### Exercise brief:
Find how many lines in the data below include the word "request", then write only that number.

##### Dataset

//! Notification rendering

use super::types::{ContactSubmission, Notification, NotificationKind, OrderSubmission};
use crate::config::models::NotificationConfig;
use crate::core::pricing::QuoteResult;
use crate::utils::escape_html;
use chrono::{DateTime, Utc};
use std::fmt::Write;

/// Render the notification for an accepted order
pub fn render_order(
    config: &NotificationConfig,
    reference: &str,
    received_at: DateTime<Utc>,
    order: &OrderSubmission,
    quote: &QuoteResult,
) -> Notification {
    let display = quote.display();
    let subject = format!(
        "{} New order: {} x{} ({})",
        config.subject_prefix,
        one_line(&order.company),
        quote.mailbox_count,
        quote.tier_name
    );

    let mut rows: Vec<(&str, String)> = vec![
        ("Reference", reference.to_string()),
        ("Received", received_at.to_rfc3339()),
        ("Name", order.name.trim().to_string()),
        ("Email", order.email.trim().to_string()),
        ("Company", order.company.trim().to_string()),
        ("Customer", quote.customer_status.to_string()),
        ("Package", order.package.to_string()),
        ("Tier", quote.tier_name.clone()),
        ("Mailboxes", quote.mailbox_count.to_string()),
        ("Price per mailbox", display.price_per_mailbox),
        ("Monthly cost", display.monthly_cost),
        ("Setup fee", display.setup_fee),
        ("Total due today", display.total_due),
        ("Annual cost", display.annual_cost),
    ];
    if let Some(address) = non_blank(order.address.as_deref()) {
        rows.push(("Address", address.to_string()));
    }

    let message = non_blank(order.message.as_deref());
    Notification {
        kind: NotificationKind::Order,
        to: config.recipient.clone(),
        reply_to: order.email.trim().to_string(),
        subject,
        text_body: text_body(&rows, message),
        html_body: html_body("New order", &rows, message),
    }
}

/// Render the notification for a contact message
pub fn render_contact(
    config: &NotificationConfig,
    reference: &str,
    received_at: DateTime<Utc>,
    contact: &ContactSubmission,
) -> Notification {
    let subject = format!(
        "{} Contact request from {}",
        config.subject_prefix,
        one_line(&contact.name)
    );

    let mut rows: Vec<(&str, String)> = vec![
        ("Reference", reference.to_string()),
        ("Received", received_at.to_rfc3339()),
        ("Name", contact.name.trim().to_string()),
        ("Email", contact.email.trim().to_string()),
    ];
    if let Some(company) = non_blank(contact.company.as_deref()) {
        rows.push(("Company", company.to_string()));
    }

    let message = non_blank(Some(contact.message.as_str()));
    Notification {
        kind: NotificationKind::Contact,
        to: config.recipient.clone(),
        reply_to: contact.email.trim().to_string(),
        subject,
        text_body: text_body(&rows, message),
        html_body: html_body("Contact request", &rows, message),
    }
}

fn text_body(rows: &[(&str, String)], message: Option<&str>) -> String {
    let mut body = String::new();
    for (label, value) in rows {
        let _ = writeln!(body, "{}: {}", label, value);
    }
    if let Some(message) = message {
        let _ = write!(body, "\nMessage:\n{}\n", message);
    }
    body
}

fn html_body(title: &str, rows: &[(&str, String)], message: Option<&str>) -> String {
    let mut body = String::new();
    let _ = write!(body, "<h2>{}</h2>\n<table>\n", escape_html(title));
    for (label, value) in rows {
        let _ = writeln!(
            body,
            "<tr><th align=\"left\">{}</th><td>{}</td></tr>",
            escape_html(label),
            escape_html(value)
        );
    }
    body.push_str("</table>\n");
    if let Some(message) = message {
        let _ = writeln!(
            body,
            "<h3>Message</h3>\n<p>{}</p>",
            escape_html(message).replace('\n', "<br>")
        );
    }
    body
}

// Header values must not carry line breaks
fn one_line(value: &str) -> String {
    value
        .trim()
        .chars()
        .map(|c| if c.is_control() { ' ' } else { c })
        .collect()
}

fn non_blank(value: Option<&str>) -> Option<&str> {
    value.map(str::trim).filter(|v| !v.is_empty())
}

##########
##### Dataset

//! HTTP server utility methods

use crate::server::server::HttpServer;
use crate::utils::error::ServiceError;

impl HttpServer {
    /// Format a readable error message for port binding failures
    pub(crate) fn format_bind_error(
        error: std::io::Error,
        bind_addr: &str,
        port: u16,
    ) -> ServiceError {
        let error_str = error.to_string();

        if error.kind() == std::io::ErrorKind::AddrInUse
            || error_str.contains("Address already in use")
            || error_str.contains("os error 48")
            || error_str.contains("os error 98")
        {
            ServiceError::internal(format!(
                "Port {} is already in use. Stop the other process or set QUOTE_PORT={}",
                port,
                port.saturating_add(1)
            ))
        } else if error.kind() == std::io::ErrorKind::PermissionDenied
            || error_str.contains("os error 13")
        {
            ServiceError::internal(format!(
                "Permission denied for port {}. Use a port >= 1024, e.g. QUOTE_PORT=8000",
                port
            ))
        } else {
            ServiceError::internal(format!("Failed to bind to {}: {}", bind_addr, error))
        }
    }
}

##########

### Exercise response:
2